* WHAT THE TASK ASKS *
From the entries below, copy out all lines holding "SharedClassifier".

* INFORMATION SHOWN *
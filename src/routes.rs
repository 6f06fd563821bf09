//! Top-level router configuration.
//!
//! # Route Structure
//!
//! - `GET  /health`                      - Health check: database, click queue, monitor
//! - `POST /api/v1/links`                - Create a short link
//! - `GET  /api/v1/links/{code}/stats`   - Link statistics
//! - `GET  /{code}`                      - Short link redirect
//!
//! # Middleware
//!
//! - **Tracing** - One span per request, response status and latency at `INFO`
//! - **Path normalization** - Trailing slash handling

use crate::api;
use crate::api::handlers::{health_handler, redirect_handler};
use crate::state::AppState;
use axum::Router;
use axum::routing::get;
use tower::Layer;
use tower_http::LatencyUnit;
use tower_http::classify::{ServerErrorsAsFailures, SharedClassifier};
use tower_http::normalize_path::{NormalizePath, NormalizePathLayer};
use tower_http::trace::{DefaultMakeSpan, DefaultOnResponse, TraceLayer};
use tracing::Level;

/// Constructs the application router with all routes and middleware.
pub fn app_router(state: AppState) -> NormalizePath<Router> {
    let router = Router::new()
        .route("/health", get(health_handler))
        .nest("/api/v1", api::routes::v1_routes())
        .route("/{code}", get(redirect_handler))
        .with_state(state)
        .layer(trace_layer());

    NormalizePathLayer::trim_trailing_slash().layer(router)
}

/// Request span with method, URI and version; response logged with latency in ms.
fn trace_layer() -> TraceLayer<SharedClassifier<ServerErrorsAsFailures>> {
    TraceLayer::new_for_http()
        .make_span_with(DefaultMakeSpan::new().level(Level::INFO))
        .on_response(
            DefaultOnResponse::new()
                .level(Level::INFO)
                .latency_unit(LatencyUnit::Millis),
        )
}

==

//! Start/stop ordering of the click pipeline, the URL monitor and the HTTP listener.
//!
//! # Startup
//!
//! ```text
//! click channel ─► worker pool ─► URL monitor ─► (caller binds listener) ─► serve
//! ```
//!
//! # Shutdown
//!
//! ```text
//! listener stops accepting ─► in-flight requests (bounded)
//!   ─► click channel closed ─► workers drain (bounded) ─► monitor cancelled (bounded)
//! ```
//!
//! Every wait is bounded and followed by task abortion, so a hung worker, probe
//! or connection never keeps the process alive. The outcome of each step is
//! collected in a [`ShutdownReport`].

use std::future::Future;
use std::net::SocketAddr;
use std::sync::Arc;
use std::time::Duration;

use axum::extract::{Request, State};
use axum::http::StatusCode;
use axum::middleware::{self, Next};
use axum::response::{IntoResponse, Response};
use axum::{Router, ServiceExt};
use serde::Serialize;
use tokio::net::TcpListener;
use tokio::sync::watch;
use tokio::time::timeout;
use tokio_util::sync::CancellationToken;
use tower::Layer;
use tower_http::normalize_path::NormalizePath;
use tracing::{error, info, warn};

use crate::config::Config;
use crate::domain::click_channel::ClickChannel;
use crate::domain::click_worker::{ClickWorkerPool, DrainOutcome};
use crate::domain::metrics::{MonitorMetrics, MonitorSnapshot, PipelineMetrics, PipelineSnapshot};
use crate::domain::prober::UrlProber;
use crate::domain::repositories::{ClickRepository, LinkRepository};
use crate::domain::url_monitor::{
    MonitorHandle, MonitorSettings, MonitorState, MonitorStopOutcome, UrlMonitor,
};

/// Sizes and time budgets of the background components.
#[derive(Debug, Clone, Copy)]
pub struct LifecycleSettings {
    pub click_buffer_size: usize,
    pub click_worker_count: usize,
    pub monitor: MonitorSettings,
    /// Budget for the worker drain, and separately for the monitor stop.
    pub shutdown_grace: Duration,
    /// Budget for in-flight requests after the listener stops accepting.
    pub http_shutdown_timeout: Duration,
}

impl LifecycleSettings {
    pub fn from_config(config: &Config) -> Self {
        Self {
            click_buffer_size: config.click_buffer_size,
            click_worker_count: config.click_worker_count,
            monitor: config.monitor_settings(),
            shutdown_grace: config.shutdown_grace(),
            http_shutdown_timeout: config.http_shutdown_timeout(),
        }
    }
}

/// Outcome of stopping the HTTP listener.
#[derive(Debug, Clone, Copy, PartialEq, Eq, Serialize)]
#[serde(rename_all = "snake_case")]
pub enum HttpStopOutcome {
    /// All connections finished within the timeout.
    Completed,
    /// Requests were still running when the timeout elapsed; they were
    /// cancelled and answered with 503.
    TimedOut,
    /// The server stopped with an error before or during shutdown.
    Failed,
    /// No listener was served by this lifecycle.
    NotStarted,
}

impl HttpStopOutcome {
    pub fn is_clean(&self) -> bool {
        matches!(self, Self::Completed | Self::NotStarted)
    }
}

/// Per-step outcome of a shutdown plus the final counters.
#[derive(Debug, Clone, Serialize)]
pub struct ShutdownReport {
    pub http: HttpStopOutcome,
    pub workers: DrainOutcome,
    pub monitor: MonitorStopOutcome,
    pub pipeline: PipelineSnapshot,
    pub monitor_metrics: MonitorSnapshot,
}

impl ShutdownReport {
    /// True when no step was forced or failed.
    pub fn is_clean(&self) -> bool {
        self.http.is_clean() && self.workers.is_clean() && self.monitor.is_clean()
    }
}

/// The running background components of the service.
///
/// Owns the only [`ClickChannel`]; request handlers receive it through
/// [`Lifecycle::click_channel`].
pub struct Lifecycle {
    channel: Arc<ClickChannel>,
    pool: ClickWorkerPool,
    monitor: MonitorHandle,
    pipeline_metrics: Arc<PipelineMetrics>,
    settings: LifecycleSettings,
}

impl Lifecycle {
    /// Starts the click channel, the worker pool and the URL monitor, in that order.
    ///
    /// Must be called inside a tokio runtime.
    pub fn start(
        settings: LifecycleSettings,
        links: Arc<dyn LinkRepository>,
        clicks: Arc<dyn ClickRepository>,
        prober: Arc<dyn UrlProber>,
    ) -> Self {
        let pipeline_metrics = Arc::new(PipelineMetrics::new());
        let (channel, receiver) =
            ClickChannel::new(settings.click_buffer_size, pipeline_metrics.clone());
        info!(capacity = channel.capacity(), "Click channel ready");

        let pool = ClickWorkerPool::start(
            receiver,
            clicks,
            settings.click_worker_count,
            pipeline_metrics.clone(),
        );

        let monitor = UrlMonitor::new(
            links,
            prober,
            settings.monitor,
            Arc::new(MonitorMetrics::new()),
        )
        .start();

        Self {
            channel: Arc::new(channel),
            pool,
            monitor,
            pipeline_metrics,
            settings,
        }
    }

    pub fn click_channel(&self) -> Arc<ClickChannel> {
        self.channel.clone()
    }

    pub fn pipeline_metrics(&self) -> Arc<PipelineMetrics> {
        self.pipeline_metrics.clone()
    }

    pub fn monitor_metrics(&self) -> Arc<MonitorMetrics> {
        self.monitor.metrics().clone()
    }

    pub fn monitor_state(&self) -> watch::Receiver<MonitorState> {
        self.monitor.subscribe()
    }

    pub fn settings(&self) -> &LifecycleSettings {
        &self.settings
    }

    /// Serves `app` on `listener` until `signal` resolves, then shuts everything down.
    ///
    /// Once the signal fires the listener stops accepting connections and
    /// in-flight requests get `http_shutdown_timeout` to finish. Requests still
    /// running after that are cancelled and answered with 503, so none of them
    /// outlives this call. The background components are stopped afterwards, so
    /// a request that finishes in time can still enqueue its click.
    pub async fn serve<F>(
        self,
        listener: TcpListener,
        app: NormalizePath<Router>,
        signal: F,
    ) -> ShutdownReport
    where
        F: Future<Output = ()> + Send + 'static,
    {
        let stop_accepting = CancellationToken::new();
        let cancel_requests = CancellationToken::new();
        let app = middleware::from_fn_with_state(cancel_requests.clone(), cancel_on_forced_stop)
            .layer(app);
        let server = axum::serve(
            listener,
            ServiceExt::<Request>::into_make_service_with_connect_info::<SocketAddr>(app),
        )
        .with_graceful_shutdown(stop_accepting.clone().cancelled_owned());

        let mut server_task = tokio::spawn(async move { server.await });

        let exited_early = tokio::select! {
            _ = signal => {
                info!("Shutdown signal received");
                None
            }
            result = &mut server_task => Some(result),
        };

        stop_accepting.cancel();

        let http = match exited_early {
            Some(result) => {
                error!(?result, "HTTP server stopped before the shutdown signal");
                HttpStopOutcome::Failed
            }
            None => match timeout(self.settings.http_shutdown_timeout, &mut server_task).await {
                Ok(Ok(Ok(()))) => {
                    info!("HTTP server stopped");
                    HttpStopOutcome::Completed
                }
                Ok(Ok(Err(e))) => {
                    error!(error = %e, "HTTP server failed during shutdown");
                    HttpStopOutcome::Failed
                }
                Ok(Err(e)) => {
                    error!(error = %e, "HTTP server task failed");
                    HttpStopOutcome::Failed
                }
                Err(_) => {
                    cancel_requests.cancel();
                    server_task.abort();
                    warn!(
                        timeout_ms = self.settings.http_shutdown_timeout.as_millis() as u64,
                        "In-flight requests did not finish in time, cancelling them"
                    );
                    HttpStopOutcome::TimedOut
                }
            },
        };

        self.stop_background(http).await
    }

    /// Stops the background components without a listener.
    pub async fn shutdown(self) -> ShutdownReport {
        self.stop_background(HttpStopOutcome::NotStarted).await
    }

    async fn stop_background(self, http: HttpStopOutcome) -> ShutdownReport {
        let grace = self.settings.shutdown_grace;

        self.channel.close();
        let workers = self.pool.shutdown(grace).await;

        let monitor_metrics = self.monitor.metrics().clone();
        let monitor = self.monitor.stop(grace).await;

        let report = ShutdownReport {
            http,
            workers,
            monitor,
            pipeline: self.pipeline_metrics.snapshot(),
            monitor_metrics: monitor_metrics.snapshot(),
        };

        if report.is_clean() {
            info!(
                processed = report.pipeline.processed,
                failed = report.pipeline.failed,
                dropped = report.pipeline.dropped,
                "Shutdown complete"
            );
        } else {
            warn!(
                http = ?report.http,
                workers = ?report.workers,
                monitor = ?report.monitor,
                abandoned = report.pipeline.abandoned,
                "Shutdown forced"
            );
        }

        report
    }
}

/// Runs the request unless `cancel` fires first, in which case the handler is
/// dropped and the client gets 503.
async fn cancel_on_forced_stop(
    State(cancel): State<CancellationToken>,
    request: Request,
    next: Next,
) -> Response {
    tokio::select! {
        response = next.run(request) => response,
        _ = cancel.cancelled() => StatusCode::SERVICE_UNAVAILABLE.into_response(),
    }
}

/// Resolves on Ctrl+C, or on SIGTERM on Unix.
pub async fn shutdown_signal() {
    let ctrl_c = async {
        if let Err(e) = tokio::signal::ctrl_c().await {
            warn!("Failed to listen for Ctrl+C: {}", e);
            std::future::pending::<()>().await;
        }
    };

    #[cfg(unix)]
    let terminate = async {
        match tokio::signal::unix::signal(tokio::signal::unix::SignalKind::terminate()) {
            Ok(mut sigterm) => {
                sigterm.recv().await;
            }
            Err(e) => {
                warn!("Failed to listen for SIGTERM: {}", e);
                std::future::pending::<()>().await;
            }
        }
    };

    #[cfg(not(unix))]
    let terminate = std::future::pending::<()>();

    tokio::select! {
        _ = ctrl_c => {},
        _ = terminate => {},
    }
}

* ANSWER BOX *
use tower_http::classify::{ServerErrorsAsFailures, SharedClassifier};
fn trace_layer() -> TraceLayer<SharedClassifier<ServerErrorsAsFailures>> {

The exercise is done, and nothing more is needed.